[Stored items]
______
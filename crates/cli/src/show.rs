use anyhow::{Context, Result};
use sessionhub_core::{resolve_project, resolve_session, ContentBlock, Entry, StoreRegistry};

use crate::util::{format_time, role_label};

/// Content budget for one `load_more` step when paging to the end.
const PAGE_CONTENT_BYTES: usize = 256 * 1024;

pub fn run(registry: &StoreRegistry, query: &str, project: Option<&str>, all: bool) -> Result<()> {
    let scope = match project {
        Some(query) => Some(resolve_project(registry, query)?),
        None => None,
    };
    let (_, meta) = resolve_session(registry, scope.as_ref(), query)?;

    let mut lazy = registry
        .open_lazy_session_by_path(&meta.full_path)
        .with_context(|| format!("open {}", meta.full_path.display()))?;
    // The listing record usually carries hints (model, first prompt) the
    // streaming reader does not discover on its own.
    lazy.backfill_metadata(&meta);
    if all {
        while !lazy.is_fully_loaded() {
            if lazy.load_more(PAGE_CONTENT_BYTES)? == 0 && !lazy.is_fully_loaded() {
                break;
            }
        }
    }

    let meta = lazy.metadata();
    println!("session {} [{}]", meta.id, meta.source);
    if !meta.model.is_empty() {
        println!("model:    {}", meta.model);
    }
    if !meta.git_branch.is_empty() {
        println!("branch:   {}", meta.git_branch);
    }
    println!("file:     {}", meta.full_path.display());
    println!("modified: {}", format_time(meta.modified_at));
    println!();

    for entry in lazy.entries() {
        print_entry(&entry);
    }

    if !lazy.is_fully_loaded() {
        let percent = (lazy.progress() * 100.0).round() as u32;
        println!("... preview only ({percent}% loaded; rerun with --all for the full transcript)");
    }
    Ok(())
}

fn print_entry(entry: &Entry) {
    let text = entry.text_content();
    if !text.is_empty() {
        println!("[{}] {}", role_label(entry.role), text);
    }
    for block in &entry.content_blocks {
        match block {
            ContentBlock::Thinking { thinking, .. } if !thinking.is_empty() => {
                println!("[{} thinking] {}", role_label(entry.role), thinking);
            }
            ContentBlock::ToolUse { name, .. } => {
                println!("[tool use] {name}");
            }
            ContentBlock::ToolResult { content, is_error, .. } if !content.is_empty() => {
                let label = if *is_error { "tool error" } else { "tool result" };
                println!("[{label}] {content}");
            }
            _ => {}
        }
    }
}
______
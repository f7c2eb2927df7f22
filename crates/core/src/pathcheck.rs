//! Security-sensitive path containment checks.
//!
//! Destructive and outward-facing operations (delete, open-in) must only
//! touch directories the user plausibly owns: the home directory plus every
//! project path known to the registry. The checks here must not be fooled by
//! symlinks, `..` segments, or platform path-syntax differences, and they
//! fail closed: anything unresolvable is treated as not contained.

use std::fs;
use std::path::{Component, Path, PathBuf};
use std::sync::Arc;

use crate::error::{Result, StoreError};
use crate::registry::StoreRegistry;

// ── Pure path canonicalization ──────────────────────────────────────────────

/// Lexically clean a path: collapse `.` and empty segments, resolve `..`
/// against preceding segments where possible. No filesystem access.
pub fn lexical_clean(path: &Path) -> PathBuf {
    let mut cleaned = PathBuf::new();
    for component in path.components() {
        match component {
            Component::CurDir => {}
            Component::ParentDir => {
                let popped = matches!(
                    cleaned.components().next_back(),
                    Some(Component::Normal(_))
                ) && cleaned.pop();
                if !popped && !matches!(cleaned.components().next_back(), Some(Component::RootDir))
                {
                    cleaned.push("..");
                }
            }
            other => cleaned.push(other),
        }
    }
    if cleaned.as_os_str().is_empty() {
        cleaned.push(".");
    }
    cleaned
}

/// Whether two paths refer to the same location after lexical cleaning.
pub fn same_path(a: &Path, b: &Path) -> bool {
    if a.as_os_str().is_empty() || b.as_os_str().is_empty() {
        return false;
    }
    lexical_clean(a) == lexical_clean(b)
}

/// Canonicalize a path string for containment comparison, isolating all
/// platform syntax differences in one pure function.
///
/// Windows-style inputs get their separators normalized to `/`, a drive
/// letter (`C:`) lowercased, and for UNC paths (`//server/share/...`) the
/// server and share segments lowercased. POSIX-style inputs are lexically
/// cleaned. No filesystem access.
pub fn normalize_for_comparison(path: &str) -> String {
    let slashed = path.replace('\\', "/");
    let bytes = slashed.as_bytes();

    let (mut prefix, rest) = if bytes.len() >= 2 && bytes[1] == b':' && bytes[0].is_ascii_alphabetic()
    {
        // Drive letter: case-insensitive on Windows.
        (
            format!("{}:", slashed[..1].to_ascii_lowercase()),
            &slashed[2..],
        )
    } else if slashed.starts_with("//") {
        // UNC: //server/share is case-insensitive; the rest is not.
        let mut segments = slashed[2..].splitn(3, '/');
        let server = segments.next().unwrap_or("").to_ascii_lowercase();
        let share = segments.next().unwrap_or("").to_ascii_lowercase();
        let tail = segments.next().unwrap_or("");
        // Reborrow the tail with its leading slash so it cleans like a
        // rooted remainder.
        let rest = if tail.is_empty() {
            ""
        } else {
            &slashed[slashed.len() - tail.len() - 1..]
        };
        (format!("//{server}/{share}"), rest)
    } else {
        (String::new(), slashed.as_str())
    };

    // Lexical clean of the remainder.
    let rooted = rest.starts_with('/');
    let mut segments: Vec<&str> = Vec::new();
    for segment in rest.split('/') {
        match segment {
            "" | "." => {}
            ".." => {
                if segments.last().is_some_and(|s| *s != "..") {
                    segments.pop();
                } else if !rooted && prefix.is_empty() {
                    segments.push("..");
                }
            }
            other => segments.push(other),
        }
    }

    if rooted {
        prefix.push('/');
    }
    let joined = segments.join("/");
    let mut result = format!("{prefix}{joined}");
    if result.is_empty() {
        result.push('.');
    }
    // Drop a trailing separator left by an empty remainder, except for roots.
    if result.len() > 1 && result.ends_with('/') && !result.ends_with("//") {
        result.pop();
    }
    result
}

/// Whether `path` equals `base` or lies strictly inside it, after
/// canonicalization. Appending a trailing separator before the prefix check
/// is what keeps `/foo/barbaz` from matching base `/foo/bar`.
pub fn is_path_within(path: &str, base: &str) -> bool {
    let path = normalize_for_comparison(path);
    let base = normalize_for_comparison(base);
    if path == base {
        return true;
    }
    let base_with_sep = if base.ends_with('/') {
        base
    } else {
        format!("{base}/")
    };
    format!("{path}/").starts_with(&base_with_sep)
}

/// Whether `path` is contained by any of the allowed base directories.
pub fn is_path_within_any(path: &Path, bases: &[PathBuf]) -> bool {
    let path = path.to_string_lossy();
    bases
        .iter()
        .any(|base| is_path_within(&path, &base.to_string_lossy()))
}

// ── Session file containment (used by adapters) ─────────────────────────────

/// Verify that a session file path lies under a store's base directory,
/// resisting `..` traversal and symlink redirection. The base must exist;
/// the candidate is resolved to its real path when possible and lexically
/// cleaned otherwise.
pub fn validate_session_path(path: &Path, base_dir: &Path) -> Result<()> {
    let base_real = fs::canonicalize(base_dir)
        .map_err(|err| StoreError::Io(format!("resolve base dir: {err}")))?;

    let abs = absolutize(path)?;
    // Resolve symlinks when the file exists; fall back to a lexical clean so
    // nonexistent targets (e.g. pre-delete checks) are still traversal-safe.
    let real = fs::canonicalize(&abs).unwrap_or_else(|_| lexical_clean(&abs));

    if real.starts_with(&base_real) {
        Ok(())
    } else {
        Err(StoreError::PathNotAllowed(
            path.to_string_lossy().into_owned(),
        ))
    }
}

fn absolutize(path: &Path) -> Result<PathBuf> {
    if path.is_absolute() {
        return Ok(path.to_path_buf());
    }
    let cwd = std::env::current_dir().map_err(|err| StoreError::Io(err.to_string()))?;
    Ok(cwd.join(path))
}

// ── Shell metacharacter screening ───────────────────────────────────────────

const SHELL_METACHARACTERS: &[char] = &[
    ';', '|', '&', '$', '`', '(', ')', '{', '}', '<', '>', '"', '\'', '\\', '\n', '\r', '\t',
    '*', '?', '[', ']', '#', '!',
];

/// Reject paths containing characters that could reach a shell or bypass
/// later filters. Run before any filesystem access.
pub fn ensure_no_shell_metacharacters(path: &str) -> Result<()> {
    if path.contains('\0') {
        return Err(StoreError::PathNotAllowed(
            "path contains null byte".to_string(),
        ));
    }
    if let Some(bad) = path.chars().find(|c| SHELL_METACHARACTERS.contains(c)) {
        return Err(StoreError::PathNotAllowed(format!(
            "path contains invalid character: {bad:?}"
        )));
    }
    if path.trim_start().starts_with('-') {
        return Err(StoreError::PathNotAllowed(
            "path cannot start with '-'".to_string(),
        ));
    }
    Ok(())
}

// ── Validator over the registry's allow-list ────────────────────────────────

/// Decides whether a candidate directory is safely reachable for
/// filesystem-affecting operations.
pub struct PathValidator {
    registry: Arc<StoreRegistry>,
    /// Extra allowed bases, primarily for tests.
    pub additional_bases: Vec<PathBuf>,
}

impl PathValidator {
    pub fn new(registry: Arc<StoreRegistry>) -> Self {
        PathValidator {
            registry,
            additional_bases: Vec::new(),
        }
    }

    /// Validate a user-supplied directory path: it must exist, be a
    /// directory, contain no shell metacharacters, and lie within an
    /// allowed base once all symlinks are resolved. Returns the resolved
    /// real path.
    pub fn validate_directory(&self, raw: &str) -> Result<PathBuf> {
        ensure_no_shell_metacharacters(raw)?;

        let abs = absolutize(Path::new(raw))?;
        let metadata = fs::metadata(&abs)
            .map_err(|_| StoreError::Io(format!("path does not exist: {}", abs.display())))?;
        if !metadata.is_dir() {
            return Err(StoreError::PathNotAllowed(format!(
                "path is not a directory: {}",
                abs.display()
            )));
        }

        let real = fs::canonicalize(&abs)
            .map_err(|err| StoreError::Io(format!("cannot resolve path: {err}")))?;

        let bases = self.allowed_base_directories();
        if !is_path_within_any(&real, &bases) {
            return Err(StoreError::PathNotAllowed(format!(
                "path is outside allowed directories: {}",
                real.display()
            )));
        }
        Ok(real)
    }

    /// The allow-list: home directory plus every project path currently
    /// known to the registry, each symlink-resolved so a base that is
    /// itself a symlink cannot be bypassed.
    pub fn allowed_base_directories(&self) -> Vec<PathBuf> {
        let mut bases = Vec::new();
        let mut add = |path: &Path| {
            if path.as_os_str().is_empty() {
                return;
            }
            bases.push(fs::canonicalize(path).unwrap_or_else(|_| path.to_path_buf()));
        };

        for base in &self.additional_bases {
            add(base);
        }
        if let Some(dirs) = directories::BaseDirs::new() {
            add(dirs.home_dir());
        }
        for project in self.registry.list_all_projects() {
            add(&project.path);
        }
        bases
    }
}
______
Exercise details: Search the data above for the word "scope" and report how many lines contain it, with nothing further.

Result of the exercise: 2